● EXERCISE BRIEF: Search the entries for the line containing "for c in out.candidates". Repeat it, then every line after it, exactly through the final line.

● SUPPLIED MATERIAL:
[Start of Attachment]
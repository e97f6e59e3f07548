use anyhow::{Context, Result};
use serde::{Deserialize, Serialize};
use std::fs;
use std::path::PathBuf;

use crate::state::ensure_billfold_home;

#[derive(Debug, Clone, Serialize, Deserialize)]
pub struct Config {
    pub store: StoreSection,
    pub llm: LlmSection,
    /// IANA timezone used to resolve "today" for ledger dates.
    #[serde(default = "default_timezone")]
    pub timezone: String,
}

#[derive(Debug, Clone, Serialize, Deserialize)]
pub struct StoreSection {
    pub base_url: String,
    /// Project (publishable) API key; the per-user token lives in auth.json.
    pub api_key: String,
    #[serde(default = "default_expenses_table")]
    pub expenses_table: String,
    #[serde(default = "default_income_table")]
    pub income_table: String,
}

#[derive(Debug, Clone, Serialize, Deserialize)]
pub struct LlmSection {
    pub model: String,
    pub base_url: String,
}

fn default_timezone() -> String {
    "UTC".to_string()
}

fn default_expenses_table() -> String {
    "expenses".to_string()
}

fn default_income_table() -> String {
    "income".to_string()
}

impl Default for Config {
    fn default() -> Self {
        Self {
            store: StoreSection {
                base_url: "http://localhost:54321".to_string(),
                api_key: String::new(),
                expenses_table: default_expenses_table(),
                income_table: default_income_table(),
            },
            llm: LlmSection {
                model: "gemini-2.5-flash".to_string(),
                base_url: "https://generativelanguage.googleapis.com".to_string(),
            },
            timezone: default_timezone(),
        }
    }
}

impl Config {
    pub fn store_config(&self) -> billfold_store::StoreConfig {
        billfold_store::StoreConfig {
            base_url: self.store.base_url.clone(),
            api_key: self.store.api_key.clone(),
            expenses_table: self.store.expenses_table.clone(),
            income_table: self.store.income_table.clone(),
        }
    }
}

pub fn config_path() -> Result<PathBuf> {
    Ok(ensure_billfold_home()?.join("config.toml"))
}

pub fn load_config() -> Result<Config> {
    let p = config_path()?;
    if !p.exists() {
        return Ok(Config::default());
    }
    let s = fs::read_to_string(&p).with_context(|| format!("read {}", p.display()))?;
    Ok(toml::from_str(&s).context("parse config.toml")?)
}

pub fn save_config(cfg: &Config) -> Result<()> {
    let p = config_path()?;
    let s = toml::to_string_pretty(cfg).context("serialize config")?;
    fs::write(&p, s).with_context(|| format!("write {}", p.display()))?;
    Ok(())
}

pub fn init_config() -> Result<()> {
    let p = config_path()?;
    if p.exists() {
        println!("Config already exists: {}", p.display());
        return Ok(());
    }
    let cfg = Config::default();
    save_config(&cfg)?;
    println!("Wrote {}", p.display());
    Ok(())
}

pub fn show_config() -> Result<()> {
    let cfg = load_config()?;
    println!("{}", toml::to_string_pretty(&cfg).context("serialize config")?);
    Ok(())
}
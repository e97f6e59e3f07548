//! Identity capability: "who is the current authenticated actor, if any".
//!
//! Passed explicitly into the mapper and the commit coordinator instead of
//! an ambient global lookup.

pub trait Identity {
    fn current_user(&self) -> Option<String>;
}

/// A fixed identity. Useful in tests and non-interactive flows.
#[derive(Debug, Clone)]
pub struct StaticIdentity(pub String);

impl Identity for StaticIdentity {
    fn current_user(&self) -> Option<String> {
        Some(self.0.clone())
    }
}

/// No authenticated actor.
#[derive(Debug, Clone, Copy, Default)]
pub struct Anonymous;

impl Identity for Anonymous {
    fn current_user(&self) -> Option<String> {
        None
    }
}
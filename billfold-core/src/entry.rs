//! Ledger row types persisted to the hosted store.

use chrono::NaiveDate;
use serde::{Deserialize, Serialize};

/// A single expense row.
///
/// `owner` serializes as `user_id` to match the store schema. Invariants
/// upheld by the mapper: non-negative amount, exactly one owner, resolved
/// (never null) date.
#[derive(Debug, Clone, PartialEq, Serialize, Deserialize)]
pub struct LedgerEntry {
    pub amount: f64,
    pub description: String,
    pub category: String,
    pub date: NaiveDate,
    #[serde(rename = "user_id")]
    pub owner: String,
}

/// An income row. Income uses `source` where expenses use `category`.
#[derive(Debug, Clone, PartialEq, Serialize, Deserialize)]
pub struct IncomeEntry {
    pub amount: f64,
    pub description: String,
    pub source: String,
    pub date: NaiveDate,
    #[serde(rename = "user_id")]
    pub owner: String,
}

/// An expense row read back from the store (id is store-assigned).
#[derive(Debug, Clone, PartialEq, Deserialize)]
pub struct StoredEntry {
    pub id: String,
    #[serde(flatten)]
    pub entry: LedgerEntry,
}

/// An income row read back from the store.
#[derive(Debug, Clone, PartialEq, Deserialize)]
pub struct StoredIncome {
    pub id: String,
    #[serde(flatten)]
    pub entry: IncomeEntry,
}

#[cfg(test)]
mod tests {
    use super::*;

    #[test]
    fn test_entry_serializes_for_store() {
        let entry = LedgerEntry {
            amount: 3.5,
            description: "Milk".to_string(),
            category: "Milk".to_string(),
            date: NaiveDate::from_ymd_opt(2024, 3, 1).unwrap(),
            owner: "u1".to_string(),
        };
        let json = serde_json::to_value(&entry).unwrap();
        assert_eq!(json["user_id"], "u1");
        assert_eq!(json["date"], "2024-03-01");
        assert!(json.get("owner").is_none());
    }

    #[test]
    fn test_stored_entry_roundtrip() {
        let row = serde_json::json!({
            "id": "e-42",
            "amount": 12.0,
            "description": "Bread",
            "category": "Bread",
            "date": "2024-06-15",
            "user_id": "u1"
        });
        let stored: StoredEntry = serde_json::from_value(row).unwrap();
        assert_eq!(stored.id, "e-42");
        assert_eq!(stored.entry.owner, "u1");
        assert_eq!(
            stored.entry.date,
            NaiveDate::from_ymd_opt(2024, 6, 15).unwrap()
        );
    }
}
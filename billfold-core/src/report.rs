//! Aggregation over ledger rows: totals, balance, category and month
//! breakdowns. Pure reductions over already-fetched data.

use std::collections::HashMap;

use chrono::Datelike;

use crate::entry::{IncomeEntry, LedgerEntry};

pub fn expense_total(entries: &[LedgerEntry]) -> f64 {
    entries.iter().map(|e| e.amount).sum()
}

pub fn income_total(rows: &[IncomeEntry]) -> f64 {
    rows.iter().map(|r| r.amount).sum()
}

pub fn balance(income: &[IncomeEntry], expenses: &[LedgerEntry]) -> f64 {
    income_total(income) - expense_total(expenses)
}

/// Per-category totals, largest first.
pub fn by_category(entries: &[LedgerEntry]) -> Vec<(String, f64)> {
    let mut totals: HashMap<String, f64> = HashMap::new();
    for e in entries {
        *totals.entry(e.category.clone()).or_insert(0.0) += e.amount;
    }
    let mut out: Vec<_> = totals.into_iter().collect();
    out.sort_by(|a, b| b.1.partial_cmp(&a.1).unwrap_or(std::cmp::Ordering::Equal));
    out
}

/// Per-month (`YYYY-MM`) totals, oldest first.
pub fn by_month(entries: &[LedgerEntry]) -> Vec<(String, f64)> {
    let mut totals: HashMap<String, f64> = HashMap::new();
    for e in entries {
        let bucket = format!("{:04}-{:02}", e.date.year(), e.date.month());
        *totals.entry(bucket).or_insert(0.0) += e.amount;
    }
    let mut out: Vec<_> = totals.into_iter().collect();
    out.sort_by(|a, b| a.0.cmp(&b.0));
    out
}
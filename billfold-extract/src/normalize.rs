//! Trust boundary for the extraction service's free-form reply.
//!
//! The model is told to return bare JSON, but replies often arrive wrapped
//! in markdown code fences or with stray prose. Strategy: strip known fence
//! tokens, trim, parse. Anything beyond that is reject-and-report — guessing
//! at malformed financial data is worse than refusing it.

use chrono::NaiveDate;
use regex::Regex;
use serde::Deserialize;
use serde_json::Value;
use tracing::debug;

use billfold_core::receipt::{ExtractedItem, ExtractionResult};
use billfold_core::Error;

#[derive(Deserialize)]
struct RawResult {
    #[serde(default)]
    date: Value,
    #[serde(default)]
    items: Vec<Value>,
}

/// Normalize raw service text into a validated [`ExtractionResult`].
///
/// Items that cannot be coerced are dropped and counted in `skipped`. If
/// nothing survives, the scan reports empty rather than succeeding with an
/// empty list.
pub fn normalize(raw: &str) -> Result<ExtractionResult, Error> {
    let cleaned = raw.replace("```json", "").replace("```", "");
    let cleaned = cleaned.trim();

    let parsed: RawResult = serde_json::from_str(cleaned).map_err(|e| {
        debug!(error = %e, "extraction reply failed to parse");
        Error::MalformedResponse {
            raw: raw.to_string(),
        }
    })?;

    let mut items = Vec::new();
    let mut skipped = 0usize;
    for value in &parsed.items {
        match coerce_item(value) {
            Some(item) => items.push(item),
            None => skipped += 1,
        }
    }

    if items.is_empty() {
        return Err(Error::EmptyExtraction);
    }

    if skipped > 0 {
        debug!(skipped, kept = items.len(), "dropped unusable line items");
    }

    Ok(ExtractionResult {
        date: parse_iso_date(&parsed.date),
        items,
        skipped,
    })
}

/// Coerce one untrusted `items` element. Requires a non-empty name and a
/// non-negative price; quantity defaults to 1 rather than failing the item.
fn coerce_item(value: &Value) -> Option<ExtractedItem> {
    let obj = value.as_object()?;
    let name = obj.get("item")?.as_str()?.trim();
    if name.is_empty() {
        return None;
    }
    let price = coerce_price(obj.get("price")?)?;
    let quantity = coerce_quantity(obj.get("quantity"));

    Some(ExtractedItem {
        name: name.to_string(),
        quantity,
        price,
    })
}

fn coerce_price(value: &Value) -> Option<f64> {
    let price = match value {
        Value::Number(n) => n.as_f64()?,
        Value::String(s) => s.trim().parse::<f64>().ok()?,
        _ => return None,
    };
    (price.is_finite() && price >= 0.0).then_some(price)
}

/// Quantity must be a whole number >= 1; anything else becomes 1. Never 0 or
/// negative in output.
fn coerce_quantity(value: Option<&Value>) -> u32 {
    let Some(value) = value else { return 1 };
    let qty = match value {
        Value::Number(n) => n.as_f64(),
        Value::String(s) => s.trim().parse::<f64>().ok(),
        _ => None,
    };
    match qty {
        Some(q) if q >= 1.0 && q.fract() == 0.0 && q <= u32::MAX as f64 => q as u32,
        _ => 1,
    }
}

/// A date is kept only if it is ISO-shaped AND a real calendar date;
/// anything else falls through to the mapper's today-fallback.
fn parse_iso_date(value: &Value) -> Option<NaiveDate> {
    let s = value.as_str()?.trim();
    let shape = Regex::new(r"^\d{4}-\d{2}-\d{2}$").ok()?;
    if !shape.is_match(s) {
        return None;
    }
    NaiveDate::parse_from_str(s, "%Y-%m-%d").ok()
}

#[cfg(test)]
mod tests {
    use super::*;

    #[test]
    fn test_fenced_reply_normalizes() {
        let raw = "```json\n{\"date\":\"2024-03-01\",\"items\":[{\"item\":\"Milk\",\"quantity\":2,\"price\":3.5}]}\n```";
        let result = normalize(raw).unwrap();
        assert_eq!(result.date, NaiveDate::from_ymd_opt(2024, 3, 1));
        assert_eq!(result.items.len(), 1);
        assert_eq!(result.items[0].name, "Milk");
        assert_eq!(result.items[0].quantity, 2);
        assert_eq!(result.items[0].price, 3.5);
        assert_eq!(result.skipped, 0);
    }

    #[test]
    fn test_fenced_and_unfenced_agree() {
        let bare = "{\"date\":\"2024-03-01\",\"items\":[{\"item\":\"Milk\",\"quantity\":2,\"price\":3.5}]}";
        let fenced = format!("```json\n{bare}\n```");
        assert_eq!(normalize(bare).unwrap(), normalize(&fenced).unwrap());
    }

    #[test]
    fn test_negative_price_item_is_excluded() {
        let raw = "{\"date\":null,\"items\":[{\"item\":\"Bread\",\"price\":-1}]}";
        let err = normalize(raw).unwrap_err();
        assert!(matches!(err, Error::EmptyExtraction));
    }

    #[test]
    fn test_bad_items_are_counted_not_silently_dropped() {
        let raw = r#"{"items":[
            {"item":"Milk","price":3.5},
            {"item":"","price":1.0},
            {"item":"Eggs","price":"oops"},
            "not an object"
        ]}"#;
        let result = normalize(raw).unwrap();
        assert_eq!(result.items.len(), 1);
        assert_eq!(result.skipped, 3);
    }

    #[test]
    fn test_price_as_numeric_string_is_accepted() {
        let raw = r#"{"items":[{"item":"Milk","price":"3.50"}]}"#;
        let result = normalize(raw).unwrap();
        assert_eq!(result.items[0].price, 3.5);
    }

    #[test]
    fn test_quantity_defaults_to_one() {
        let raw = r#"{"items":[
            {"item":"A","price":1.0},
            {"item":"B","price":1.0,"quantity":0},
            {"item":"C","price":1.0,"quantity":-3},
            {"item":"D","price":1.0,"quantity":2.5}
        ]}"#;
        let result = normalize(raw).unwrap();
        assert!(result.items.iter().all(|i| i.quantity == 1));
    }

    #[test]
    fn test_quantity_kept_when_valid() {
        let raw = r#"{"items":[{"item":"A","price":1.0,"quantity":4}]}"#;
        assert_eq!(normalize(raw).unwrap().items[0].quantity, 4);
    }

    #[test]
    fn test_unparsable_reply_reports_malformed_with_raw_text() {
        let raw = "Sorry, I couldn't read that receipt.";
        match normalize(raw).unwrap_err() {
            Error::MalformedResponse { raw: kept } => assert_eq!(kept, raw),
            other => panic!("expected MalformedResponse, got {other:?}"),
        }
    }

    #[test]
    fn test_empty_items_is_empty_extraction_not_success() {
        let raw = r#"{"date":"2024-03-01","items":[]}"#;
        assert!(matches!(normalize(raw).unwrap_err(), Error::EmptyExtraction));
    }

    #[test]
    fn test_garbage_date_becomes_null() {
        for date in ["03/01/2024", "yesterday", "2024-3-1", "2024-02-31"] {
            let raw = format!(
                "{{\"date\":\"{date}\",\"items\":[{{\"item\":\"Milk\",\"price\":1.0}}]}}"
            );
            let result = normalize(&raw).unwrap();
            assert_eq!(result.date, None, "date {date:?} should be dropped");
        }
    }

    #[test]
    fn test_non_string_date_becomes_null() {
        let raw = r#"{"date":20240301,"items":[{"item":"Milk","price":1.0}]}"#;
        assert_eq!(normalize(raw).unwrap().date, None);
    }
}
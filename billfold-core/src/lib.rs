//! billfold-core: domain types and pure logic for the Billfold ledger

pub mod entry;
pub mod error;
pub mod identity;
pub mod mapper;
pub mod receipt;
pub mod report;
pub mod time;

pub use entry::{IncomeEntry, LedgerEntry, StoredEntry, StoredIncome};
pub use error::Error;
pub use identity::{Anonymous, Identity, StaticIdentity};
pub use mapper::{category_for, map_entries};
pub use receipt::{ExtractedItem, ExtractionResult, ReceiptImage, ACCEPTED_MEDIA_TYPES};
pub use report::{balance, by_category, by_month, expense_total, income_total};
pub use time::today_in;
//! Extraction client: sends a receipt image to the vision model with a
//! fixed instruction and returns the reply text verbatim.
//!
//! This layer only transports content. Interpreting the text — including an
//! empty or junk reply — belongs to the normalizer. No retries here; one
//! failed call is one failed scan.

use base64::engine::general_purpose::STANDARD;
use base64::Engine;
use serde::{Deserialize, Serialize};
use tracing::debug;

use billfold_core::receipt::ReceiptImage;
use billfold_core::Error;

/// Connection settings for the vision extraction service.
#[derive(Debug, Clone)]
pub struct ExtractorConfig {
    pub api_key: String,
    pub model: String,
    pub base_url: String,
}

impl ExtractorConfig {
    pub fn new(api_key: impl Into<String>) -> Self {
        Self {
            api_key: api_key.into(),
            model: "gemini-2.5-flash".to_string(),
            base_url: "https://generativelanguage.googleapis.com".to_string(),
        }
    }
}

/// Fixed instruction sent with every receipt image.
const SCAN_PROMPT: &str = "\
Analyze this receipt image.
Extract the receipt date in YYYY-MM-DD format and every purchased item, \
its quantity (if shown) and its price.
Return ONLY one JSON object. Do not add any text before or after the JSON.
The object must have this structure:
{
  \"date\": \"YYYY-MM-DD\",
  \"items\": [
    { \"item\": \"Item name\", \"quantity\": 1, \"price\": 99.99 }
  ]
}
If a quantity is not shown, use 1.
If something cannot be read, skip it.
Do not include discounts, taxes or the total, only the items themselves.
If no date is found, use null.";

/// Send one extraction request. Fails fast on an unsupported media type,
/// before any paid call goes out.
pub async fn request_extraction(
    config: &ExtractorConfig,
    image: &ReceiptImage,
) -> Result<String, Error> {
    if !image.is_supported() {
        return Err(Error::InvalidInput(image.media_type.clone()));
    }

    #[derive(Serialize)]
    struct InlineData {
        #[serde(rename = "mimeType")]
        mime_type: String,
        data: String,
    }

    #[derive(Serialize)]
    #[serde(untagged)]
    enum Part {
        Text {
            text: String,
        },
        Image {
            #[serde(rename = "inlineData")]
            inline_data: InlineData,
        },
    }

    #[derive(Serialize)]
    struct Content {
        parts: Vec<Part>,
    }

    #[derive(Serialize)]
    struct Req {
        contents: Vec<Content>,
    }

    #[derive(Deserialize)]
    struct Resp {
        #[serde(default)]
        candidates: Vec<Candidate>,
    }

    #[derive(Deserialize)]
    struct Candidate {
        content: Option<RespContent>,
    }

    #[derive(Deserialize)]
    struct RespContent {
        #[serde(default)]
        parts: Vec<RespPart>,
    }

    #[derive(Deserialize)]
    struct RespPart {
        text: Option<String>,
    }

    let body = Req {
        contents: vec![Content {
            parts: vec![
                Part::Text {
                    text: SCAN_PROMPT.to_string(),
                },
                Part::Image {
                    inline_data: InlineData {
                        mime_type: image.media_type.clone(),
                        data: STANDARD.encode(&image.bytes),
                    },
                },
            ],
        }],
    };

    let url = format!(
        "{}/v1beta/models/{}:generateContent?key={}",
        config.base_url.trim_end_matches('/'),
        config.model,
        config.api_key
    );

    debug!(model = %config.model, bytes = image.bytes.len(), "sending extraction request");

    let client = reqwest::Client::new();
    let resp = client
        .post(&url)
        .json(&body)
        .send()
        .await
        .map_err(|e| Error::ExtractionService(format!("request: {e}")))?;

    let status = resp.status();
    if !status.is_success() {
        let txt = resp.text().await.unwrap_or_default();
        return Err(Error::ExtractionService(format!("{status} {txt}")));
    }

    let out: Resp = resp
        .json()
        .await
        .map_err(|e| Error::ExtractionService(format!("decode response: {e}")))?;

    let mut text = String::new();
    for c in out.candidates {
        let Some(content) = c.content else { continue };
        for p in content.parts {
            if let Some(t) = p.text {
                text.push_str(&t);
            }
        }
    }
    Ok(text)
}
[End of Attachment]
● TASK OUTPUT:
    for c in out.candidates {
        let Some(content) = c.content else { continue };
        for p in content.parts {
            if let Some(t) = p.text {
                text.push_str(&t);
            }
        }
    }
    Ok(text)
}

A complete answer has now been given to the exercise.